*** Block opens ***
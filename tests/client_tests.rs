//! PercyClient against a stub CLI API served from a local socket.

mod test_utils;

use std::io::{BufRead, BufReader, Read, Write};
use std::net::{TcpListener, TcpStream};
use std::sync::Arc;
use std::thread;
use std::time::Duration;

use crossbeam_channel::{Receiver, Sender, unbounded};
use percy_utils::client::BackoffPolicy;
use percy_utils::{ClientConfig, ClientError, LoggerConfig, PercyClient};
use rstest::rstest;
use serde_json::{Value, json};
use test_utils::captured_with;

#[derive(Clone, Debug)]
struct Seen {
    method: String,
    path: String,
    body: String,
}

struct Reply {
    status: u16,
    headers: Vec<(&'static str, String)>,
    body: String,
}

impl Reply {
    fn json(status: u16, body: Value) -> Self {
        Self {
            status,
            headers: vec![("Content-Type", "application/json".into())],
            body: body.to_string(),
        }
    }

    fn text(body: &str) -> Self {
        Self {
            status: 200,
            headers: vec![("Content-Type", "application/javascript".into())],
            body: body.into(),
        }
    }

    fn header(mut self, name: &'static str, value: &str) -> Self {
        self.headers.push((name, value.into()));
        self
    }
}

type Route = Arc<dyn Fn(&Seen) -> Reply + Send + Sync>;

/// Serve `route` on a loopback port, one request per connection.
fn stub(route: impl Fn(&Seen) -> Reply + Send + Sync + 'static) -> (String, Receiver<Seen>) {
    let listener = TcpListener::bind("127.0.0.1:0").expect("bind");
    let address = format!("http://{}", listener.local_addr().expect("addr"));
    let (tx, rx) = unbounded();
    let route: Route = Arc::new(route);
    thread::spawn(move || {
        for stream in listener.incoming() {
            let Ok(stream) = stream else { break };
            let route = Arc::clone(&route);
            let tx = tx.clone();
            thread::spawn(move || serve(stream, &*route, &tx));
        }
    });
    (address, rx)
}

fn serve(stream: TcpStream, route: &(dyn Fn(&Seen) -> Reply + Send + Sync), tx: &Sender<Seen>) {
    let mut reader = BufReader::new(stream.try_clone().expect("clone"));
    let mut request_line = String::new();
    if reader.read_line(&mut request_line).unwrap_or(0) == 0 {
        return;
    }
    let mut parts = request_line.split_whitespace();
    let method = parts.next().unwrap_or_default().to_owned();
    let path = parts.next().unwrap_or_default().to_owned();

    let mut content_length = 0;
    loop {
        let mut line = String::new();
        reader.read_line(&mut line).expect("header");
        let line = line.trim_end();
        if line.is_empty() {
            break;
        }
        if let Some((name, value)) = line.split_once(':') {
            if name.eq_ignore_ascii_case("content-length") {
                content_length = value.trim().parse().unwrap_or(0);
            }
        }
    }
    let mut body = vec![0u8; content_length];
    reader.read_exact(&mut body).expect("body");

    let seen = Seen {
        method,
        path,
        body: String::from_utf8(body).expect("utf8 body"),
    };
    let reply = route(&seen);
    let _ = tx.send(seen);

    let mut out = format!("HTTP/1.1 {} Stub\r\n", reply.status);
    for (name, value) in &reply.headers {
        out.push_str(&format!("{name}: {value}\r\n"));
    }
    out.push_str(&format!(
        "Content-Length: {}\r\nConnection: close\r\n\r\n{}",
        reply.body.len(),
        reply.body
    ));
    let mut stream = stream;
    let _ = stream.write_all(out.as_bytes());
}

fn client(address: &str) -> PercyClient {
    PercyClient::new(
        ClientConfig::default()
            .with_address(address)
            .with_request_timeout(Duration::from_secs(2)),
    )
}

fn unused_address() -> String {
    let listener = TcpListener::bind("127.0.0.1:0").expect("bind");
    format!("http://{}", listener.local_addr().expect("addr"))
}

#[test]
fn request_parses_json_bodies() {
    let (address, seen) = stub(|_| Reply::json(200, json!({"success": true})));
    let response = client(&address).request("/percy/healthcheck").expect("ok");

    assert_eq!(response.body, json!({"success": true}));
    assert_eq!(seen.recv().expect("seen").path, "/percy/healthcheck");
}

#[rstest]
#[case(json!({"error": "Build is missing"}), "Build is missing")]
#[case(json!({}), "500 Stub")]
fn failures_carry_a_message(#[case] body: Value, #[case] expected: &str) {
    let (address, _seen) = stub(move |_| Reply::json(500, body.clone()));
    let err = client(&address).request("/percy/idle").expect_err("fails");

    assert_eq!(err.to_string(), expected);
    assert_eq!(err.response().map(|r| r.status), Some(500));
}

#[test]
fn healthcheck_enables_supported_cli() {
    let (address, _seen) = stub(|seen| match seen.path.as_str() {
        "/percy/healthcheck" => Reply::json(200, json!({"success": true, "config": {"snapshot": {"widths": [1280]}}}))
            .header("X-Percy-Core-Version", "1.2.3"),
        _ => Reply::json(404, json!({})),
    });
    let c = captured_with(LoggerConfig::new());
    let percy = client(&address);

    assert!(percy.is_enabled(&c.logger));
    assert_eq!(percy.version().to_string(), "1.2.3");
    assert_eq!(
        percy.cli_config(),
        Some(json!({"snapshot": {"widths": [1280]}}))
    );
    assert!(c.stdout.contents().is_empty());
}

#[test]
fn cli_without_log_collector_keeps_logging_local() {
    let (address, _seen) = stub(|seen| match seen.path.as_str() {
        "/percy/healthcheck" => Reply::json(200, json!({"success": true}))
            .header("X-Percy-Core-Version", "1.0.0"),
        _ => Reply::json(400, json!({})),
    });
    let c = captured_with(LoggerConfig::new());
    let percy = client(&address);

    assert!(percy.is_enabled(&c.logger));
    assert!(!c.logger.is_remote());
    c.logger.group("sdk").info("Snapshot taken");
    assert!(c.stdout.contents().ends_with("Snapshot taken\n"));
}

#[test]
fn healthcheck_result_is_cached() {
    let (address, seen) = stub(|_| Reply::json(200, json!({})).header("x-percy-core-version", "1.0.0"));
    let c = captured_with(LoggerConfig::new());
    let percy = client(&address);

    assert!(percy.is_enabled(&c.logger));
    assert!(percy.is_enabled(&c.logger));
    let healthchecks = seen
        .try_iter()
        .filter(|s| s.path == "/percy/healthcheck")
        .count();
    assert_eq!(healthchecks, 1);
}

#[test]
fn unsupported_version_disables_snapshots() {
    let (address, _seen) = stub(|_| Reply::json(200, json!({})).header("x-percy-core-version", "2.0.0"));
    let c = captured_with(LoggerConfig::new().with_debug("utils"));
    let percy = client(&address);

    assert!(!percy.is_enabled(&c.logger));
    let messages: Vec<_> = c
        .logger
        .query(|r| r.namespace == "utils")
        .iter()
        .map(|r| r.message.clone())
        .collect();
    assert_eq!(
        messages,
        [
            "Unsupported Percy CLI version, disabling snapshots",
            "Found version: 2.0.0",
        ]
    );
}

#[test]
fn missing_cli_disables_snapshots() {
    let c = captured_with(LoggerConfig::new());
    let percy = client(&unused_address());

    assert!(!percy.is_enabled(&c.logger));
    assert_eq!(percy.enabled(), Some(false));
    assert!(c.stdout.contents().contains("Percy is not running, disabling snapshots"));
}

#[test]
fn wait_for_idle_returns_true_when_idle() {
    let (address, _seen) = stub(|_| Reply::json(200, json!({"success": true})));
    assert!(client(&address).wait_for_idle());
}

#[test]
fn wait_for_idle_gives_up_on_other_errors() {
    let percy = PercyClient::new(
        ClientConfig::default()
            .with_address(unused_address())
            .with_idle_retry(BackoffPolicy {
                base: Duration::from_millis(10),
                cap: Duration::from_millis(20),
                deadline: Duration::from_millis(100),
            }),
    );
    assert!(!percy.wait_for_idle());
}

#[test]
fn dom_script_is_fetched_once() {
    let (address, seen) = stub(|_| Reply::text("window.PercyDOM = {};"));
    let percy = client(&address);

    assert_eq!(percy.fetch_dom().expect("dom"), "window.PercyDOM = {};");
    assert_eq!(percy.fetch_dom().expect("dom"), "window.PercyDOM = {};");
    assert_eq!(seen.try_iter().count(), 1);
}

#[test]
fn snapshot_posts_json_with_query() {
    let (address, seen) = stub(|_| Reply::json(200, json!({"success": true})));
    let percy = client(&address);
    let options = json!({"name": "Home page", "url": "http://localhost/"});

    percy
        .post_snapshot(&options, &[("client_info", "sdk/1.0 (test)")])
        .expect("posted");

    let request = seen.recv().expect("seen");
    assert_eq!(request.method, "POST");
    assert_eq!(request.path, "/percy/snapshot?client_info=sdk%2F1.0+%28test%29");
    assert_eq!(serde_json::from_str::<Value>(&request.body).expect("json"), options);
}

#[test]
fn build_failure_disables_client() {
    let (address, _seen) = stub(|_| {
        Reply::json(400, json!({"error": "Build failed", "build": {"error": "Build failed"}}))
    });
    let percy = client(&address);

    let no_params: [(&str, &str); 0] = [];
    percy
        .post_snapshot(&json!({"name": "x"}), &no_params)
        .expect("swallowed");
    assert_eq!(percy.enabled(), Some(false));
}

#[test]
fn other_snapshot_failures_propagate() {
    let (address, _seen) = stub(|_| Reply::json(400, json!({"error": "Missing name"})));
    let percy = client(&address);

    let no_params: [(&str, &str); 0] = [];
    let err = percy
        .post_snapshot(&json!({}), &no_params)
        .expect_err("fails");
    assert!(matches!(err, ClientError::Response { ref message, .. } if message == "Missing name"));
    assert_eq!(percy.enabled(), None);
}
*** Block closes ***
- Exercise description
Beginning at the top of the data, extract each line through the line containing "let Ok(stream) = stream" and return those lines exactly, with nothing added.

- The answer
filename tests/client_tests.rs
//! PercyClient against a stub CLI API served from a local socket.

mod test_utils;

use std::io::{BufRead, BufReader, Read, Write};
use std::net::{TcpListener, TcpStream};
use std::sync::Arc;
use std::thread;
use std::time::Duration;

use crossbeam_channel::{Receiver, Sender, unbounded};
use percy_utils::client::BackoffPolicy;
use percy_utils::{ClientConfig, ClientError, LoggerConfig, PercyClient};
use rstest::rstest;
use serde_json::{Value, json};
use test_utils::captured_with;

#[derive(Clone, Debug)]
struct Seen {
    method: String,
    path: String,
    body: String,
}

struct Reply {
    status: u16,
    headers: Vec<(&'static str, String)>,
    body: String,
}

impl Reply {
    fn json(status: u16, body: Value) -> Self {
        Self {
            status,
            headers: vec![("Content-Type", "application/json".into())],
            body: body.to_string(),
        }
    }

    fn text(body: &str) -> Self {
        Self {
            status: 200,
            headers: vec![("Content-Type", "application/javascript".into())],
            body: body.into(),
        }
    }

    fn header(mut self, name: &'static str, value: &str) -> Self {
        self.headers.push((name, value.into()));
        self
    }
}

type Route = Arc<dyn Fn(&Seen) -> Reply + Send + Sync>;

/// Serve `route` on a loopback port, one request per connection.
fn stub(route: impl Fn(&Seen) -> Reply + Send + Sync + 'static) -> (String, Receiver<Seen>) {
    let listener = TcpListener::bind("127.0.0.1:0").expect("bind");
    let address = format!("http://{}", listener.local_addr().expect("addr"));
    let (tx, rx) = unbounded();
    let route: Route = Arc::new(route);
    thread::spawn(move || {
        for stream in listener.incoming() {
            let Ok(stream) = stream else { break };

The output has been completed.